You have probably found the mathematician's definition, which contains the the idea used in physics and engineering as a subset.

Here is my offering for the physical world.

First think of a region of space with spatial co-ordinates - 2 dimensional (x, y) or 3 dimensional (x y, z).

This is just an (empty ?) region of space.

But let us now introduce some physical objects. Let us say that our physical region of space contains a cup of coffee. Let us concentrate on the coffee and ignore the cup for our region.

Every point in the coffee has a temperature. The temperatures may be all the same or they may vary, but every point has one.

The temperature distribution throughout the coffee is a field (a temperature field).

More formally, a field is a region of space where we can assign a value to some physical quantity of interest at every point. No points are without a value.

Now temperature is a scalar. We say that a temperature field is a scalar field.
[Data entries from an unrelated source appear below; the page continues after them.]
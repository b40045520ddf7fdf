//! The persistent bitmap cache file.
//!
//! Layout: a header (magic, version, entry count), then for each entry the
//! 64-bit content key, width, height, byte size, flags and the raw pixel
//! bytes. Readers tolerate trailing garbage; the writer flushes and fsyncs on
//! close.

use std::fs::File;
use std::io::{self, BufReader, BufWriter, Read, Write};
use std::path::Path;

pub const FILE_MAGIC: u32 = 0x5044_4243; // "CBDP"
pub const FILE_VERSION: u32 = 2;

const HEADER_SIZE: usize = 4 + 4 + 4;
const ENTRY_FIXED_SIZE: usize = 8 + 4 + 4 + 4 + 4;

/// Largest plausible pixel payload for one entry; guards against a corrupted
/// size field allocating unbounded memory.
const MAX_ENTRY_SIZE: u32 = 16 * 1024 * 1024;

#[derive(Debug, Clone, PartialEq, Eq)]
pub struct PersistentCacheEntry {
    pub key64: u64,
    pub width: u32,
    pub height: u32,
    pub flags: u32,
    pub data: Vec<u8>,
}

/// Reads every entry of a persistence file. Short or corrupted trailing data
/// ends the read without error.
pub fn read_entries(path: &Path) -> io::Result<Vec<PersistentCacheEntry>> {
    let mut reader = BufReader::new(File::open(path)?);

    let mut header = [0u8; HEADER_SIZE];
    reader.read_exact(&mut header)?;

    let magic = u32::from_le_bytes(header[0..4].try_into().expect("4-byte slice"));
    let version = u32::from_le_bytes(header[4..8].try_into().expect("4-byte slice"));
    let count = u32::from_le_bytes(header[8..12].try_into().expect("4-byte slice"));

    if magic != FILE_MAGIC {
        return Err(io::Error::new(io::ErrorKind::InvalidData, "bad cache file magic"));
    }
    if version != FILE_VERSION {
        return Err(io::Error::new(io::ErrorKind::InvalidData, "unsupported cache file version"));
    }

    let mut entries = Vec::new();

    for _ in 0..count {
        let mut fixed = [0u8; ENTRY_FIXED_SIZE];
        if reader.read_exact(&mut fixed).is_err() {
            break;
        }

        let key64 = u64::from_le_bytes(fixed[0..8].try_into().expect("8-byte slice"));
        let width = u32::from_le_bytes(fixed[8..12].try_into().expect("4-byte slice"));
        let height = u32::from_le_bytes(fixed[12..16].try_into().expect("4-byte slice"));
        let size = u32::from_le_bytes(fixed[16..20].try_into().expect("4-byte slice"));
        let flags = u32::from_le_bytes(fixed[20..24].try_into().expect("4-byte slice"));

        if size > MAX_ENTRY_SIZE {
            break;
        }

        let mut data = vec![0u8; size as usize];
        if reader.read_exact(&mut data).is_err() {
            break;
        }

        entries.push(PersistentCacheEntry {
            key64,
            width,
            height,
            flags,
            data,
        });
    }

    Ok(entries)
}

/// Only the content keys, for priming the Persistent Key List PDU.
pub fn read_keys(path: &Path) -> io::Result<Vec<u64>> {
    Ok(read_entries(path)?.into_iter().map(|entry| entry.key64).collect())
}

/// Writes the whole persistence file, flushing and fsyncing before returning.
pub fn write_entries(path: &Path, entries: &[PersistentCacheEntry]) -> io::Result<()> {
    let file = File::create(path)?;
    let mut writer = BufWriter::new(file);

    writer.write_all(&FILE_MAGIC.to_le_bytes())?;
    writer.write_all(&FILE_VERSION.to_le_bytes())?;
    writer.write_all(&(entries.len() as u32).to_le_bytes())?;

    for entry in entries {
        writer.write_all(&entry.key64.to_le_bytes())?;
        writer.write_all(&entry.width.to_le_bytes())?;
        writer.write_all(&entry.height.to_le_bytes())?;
        writer.write_all(&(entry.data.len() as u32).to_le_bytes())?;
        writer.write_all(&entry.flags.to_le_bytes())?;
        writer.write_all(&entry.data)?;
    }

    writer.flush()?;
    writer.into_inner().map_err(io::Error::other)?.sync_all()?;

    Ok(())
}

#[cfg(test)]
mod tests {
    use super::*;

    fn sample_entries() -> Vec<PersistentCacheEntry> {
        vec![
            PersistentCacheEntry {
                key64: 0x0102_0304_0506_0708,
                width: 2,
                height: 2,
                flags: 0,
                data: vec![0xAA; 16],
            },
            PersistentCacheEntry {
                key64: 0xFFFF_0000_FFFF_0000,
                width: 1,
                height: 1,
                flags: 1,
                data: vec![0x55; 4],
            },
        ]
    }

    #[test]
    fn roundtrip() {
        let dir = tempfile::tempdir().unwrap();
        let path = dir.path().join("bitmap.bin");

        let entries = sample_entries();
        write_entries(&path, &entries).unwrap();

        assert_eq!(read_entries(&path).unwrap(), entries);
        assert_eq!(
            read_keys(&path).unwrap(),
            vec![0x0102_0304_0506_0708, 0xFFFF_0000_FFFF_0000]
        );
    }

    #[test]
    fn trailing_garbage_is_tolerated() {
        let dir = tempfile::tempdir().unwrap();
        let path = dir.path().join("bitmap.bin");

        write_entries(&path, &sample_entries()).unwrap();

        let mut raw = std::fs::read(&path).unwrap();
        raw.extend_from_slice(b"junk at the end of the file");
        std::fs::write(&path, raw).unwrap();

        assert_eq!(read_entries(&path).unwrap().len(), 2);
    }

    #[test]
    fn truncated_entry_ends_the_read_without_error() {
        let dir = tempfile::tempdir().unwrap();
        let path = dir.path().join("bitmap.bin");

        write_entries(&path, &sample_entries()).unwrap();

        let raw = std::fs::read(&path).unwrap();
        std::fs::write(&path, &raw[..raw.len() - 3]).unwrap();

        let entries = read_entries(&path).unwrap();
        assert_eq!(entries.len(), 1);
    }

    #[test]
    fn bad_magic_is_an_error() {
        let dir = tempfile::tempdir().unwrap();
        let path = dir.path().join("bitmap.bin");
        std::fs::write(&path, [0u8; 32]).unwrap();
        assert!(read_entries(&path).is_err());
    }
}
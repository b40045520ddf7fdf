/// Creates a `ConnectorError` with `General` kind.
#[macro_export]
macro_rules! general_err {
    ( $context:expr $(,)? ) => {{
        <$crate::ConnectorError as $crate::ConnectorErrorExt>::general($context)
    }};
}

/// Creates a `ConnectorError` with `Reason` kind from a format string.
#[macro_export]
macro_rules! reason_err {
    ( $context:expr, $($arg:tt)* ) => {{
        <$crate::ConnectorError as $crate::ConnectorErrorExt>::reason($context, format!($($arg)*))
    }};
}

/// Creates a `ConnectorError` with `Custom` kind and a source error.
#[macro_export]
macro_rules! custom_err {
    ( $context:expr, $source:expr $(,)? ) => {{
        <$crate::ConnectorError as $crate::ConnectorErrorExt>::custom($context, $source)
    }};
}
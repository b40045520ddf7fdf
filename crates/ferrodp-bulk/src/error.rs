use core::fmt;

/// Error type for bulk compression and decompression operations.
#[derive(Debug, PartialEq, Eq)]
pub enum BulkError {
    /// The compression type bits name a dialect this build does not carry
    /// (RDP6 / RDP6.1).
    UnsupportedCompressionType(u8),
    /// The compressed bit stream is malformed or truncated.
    MalformedStream(&'static str),
    /// A decoded symbol would write past the history buffer.
    HistoryBufferOverflow,
    /// The input is outside the range the compressor accepts.
    InvalidInputLength { length: usize, maximum: usize },
}

impl fmt::Display for BulkError {
    fn fmt(&self, f: &mut fmt::Formatter<'_>) -> fmt::Result {
        match self {
            Self::UnsupportedCompressionType(value) => {
                write!(f, "unsupported compression type: {value:#04x}")
            }
            Self::MalformedStream(detail) => {
                write!(f, "malformed compressed stream: {detail}")
            }
            Self::HistoryBufferOverflow => {
                write!(f, "history buffer overflow")
            }
            Self::InvalidInputLength { length, maximum } => {
                write!(f, "invalid input length {length} (maximum {maximum})")
            }
        }
    }
}

impl std::error::Error for BulkError {}
/// Server Demand Active PDU ([MS-RDPBCGR] 2.2.1.13.1).
#[derive(Debug, Clone, PartialEq, Eq)]
pub struct ServerDemandActive {
    pub pdu: DemandActive,
}

impl ServerDemandActive {
    const NAME: &'static str = "ServerDemandActive";

    const FIXED_PART_SIZE: usize = SESSION_ID_FIELD_SIZE;
}

impl Encode for ServerDemandActive {
    fn encode(&self, dst: &mut WriteCursor<'_>) -> EncodeResult<()> {
        ensure_size!(in: dst, size: self.size());

        self.pdu.encode(dst)?;
        dst.write_u32(0); // sessionId, ignored by the client

        Ok(())
    }

    fn name(&self) -> &'static str {
        Self::NAME
    }

    fn size(&self) -> usize {
        Self::FIXED_PART_SIZE + self.pdu.size()
    }
}

impl<'de> Decode<'de> for ServerDemandActive {
    fn decode(src: &mut ReadCursor<'de>) -> DecodeResult<Self> {
        let pdu = DemandActive::decode(src)?;

        ensure_size!(in: src, size: 4);
        let _session_id = src.read_u32();

        Ok(Self { pdu })
    }
}

/// Client Confirm Active PDU ([MS-RDPBCGR] 2.2.1.13.2).
#[derive(Debug, Clone, PartialEq, Eq)]
pub struct ClientConfirmActive {
    /// Nominally [`SERVER_CHANNEL_ID`]; the Microsoft client instead echoes
    /// the `pdu_source` of the Demand Active PDU, so this is left to callers.
    pub originator_id: u16,
    pub pdu: DemandActive,
}

impl ClientConfirmActive {
    const NAME: &'static str = "ClientConfirmActive";

    const FIXED_PART_SIZE: usize = ORIGINATOR_ID_FIELD_SIZE;
}

impl Encode for ClientConfirmActive {
    fn encode(&self, dst: &mut WriteCursor<'_>) -> EncodeResult<()> {
        ensure_fixed_part_size!(in: dst);

        dst.write_u16(self.originator_id);

        self.pdu.encode(dst)
    }

    fn name(&self) -> &'static str {
        Self::NAME
    }

    fn size(&self) -> usize {
        Self::FIXED_PART_SIZE + self.pdu.size()
    }
}

impl<'de> Decode<'de> for ClientConfirmActive {
    fn decode(src: &mut ReadCursor<'de>) -> DecodeResult<Self> {
        ensure_fixed_part_size!(in: src);

        let originator_id = src.read_u16();
        let pdu = DemandActive::decode(src)?;

        Ok(Self { originator_id, pdu })
    }
}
We can also stir the coffee. Then we find that we can assign a velocity to the fluid at every point in our region of space.

This is known as a velocity field.

Velocity is a vector and the velocity field is called a vector field. Note that the centre line of the strirred coffee has zero velocity. Zero is a valid vector value to assign to points on this line.

We can also choose more complicated physical objects such as stress to define a stress field.

The important characteristic is that every point has some value (including possibly zero).

Does this help as a beginning ?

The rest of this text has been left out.